L’importante è non scontentare troppo lorsignori, gli Epuloni dell’industria agroalimentare che in misura massiccia compaiono tra i «Partner Strategici» della (costosissima) Università di Scienze Gastronomiche «nata e promossa nel 2004 dall’associazione internazionale Slow Food con la collaborazione delle regioni Piemonte ed Emilia Romagna», prima fra tutti Autogrill, emanazione della famiglia Benetton che costringe i suoi (seppur indiretti) dipendenti cinesi alla rinuncia di ogni libertà sindacale, che subisce nel 2004 una multa per violazione delle gare d’appalto da parte dell’autorità garante, che secondo un’indagine Labour Behind the Label è tra le più insensibili al tema delle paghe, che possiede il più grande latifondo della Patagonia argentina (900mila ettari) anche a costo di aver fatto sloggiare con ogni mezzo la popolazione Mapuche ivi residente da secoli e che, dulcis in fundo, gestisce anche il maggior latifondo italiano (Macarrese Spa., 3200 ettari nella zona di Fiumicino la quale fra l’altro, toh guarda la coincidenza!, risulta associata a Confagricoltura). Ma tra questi partner risultano anche Barilla, Ferrero, consorzio Parmacotto e finanche Ikea (per un approfondimento si legga «Slow Food. Buono, Pulito e Giusto?», Anticorpi.info, 06/01/2013).

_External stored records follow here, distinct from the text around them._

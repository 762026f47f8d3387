// Leptos web application server
//
// This binary starts the web server with:
// - Actix-web for HTTP serving
// - Leptos for SSR (server-side rendering)
// - Static file serving for the compiled bundle and public assets

#[cfg(feature = "ssr")]
#[actix_web::main]
async fn main() -> std::io::Result<()> {
    use actix_files::Files;
    use actix_web::{web, App, HttpServer};
    use aclon_site::web_app::app::App as WebApp;
    use leptos::prelude::*;
    use leptos_actix::{generate_route_list, LeptosRoutes};
    use leptos_meta::MetaTags;
    use tracing_subscriber::EnvFilter;

    // Load environment variables before reading RUST_LOG
    dotenv::dotenv().ok();

    // Initialize logging
    tracing_subscriber::fmt()
        .with_env_filter(
            EnvFilter::try_from_default_env().unwrap_or_else(|_| EnvFilter::new("info")),
        )
        .with_target(false)
        .with_thread_ids(false)
        .init();

    // Leptos configuration
    let conf = leptos_config::get_configuration(None)
        .map_err(|e| std::io::Error::new(std::io::ErrorKind::InvalidInput, e.to_string()))?;
    let leptos_options = conf.leptos_options;
    let addr = leptos_options.site_addr;
    let site_root = leptos_options.site_root.clone();

    tracing::info!("Starting server at http://{}", addr);

    HttpServer::new(move || {
        // Generate the list of routes in the Leptos App
        let routes = generate_route_list(WebApp);
        let leptos_options_inner = leptos_options.clone();
        let site_root_str = site_root.clone().to_string();

        App::new()
            // Serve JS/WASM/CSS from pkg directory
            .service(Files::new("/pkg", format!("{site_root_str}/pkg")))
            // Leptos routes for SSR with proper shell
            .leptos_routes(routes, {
                let leptos_options = leptos_options_inner.clone();
                move || {
                    view! {
                        <!DOCTYPE html>
                        <html lang="en">
                            <head>
                                <meta charset="utf-8"/>
                                <meta name="viewport" content="width=device-width, initial-scale=1"/>
                                <AutoReload options=leptos_options.clone() />
                                <HydrationScripts options=leptos_options.clone()/>
                                <MetaTags/>
                            </head>
                            <body>
                                <WebApp/>
                            </body>
                        </html>
                    }
                }
            })
            // Images and favicon copied from the assets dir
            .service(Files::new("/", site_root_str.clone()))
            .app_data(web::Data::new(leptos_options_inner.clone()))
    })
    .bind(&addr)?
    .run()
    .await
}

#[cfg(not(feature = "ssr"))]
fn main() {
    panic!("This binary requires the 'ssr' feature. Run with: cargo leptos watch");
}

E sull’idea che questi magnati possiedono della giustizia sul pianeta non persistono dubbi di alcun tipo. La diseguaglianza è la linfa che li tiene in vita, e di questo messaggio è impregnata indubbiamente anche l’attività di Slow Food: i prodotti che espone sono chiaramente disponibili solo per chi dispone delle risorse economiche necessarie per acquisirli. Delle classi disagiate di cui certa sinistra adora sciacquarsi la bocca non vi è la minima considerazione. Anzi, lo stesso marchio Slow Food finisce per divenire sinonimo di diseguaglianza se è vero che, come scrive Alberto Grossi in «Politica e cooperazione internazionale in Slow Food» (pag.40), «i prodotti segnalati e valorizzati da Slow Food vedono incrementare il loro valore di circa il 30%».
Un tema, questo, su cui J.M. Hirsch («Slow Food must shed elitist label», Associated Press, 09/12/2008) fornisce un’ottima chiosa: «La mamma single che accumula più lavori part-time per dare da mangiare alla propria famiglia potrebbe anche adorare il gusto del Brie locale e biologico, ma è difficile immaginare che vada a comprarselo quando addirittura il prezzo del pane e del latte sono fuori portata».
Ma è sui rapporti con la Grande Distribuzione (altra indubbia protagonista di Expo) che sia Slow Food che il suo degno comprimario, Eataly, mostrano con maggiore nettezza il vero volto nascosto dietro la maschera di opposizione comoda alla grande agro-industria. Di questo sarà opportuno occuparsi a breve.